Materials provided:
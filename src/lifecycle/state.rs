//! Lifecycle states and phases.

use std::fmt;

/// Phase that can be fired on a managed object.
#[derive(Debug, Clone, Copy, PartialEq, Eq, Hash)]
pub enum LifecyclePhase {
    Initialise,
    Start,
    Stop,
    Dispose,
}

impl LifecyclePhase {
    /// Transitional state entered while this phase's callback runs.
    pub(crate) fn in_progress_state(self) -> LifecycleState {
        match self {
            LifecyclePhase::Initialise => LifecycleState::Initialising,
            LifecyclePhase::Start => LifecycleState::Starting,
            LifecyclePhase::Stop => LifecycleState::Stopping,
            LifecyclePhase::Dispose => LifecycleState::Disposing,
        }
    }

    /// State recorded once this phase's callback completes.
    pub(crate) fn completed_state(self) -> LifecycleState {
        match self {
            LifecyclePhase::Initialise => LifecycleState::Initialised,
            LifecyclePhase::Start => LifecycleState::Started,
            LifecyclePhase::Stop => LifecycleState::Stopped,
            LifecyclePhase::Dispose => LifecycleState::Disposed,
        }
    }
}

impl fmt::Display for LifecyclePhase {
    fn fmt(&self, f: &mut fmt::Formatter<'_>) -> fmt::Result {
        let name = match self {
            LifecyclePhase::Initialise => "initialise",
            LifecyclePhase::Start => "start",
            LifecyclePhase::Stop => "stop",
            LifecyclePhase::Dispose => "dispose",
        };
        f.write_str(name)
    }
}

/// State of a managed object.
///
/// State transitions:
/// - Created -> Initialising -> Initialised
/// - Initialised | Stopped -> Starting -> Started
/// - Started -> Stopping -> Stopped
/// - any non-disposed state -> Disposing -> Disposed (terminal)
///
/// A failed phase callback reverts to the state held before the phase began.
#[derive(Debug, Clone, Copy, PartialEq, Eq, Hash, Default)]
pub enum LifecycleState {
    #[default]
    Created,
    Initialising,
    Initialised,
    Starting,
    Started,
    Stopping,
    Stopped,
    Disposing,
    Disposed,
}

impl LifecycleState {
    pub fn is_initialised(self) -> bool {
        !matches!(self, LifecycleState::Created | LifecycleState::Initialising)
    }

    pub fn is_starting(self) -> bool {
        self == LifecycleState::Starting
    }

    pub fn is_started(self) -> bool {
        self == LifecycleState::Started
    }

    pub fn is_stopping(self) -> bool {
        self == LifecycleState::Stopping
    }

    /// Stopped, or initialised but never started.
    pub fn is_stopped(self) -> bool {
        matches!(self, LifecycleState::Stopped | LifecycleState::Initialised)
    }

    pub fn is_disposed(self) -> bool {
        self == LifecycleState::Disposed
    }

    /// True while a phase callback is running.
    pub fn is_transitional(self) -> bool {
        matches!(
            self,
            LifecycleState::Initialising
                | LifecycleState::Starting
                | LifecycleState::Stopping
                | LifecycleState::Disposing
        )
    }

    /// Whether `phase` may be fired from this state.
    pub(crate) fn allows(self, phase: LifecyclePhase) -> bool {
        match phase {
            LifecyclePhase::Initialise => self == LifecycleState::Created,
            LifecyclePhase::Start => {
                matches!(self, LifecycleState::Initialised | LifecycleState::Stopped)
            }
            LifecyclePhase::Stop => self == LifecycleState::Started,
            LifecyclePhase::Dispose => !self.is_transitional() && !self.is_disposed(),
        }
    }
}

impl fmt::Display for LifecycleState {
    fn fmt(&self, f: &mut fmt::Formatter<'_>) -> fmt::Result {
        let name = match self {
            LifecycleState::Created => "created",
            LifecycleState::Initialising => "initialising",
            LifecycleState::Initialised => "initialised",
            LifecycleState::Starting => "starting",
            LifecycleState::Started => "started",
            LifecycleState::Stopping => "stopping",
            LifecycleState::Stopped => "stopped",
            LifecycleState::Disposing => "disposing",
            LifecycleState::Disposed => "disposed",
        };
        f.write_str(name)
    }
}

Task description: Take exactly the lines from the one containing "Initialising -> Initialised" through the one containing "pub fn is_started(self)" in the data above, and output them with nothing added.

Result for this task:
/// - Created -> Initialising -> Initialised
/// - Initialised | Stopped -> Starting -> Started
/// - Started -> Stopping -> Stopped
/// - any non-disposed state -> Disposing -> Disposed (terminal)
///
/// A failed phase callback reverts to the state held before the phase began.
#[derive(Debug, Clone, Copy, PartialEq, Eq, Hash, Default)]
pub enum LifecycleState {
    #[default]
    Created,
    Initialising,
    Initialised,
    Starting,
    Started,
    Stopping,
    Stopped,
    Disposing,
    Disposed,
}

impl LifecycleState {
    pub fn is_initialised(self) -> bool {
        !matches!(self, LifecycleState::Created | LifecycleState::Initialising)
    }

    pub fn is_starting(self) -> bool {
        self == LifecycleState::Starting
    }

    pub fn is_started(self) -> bool {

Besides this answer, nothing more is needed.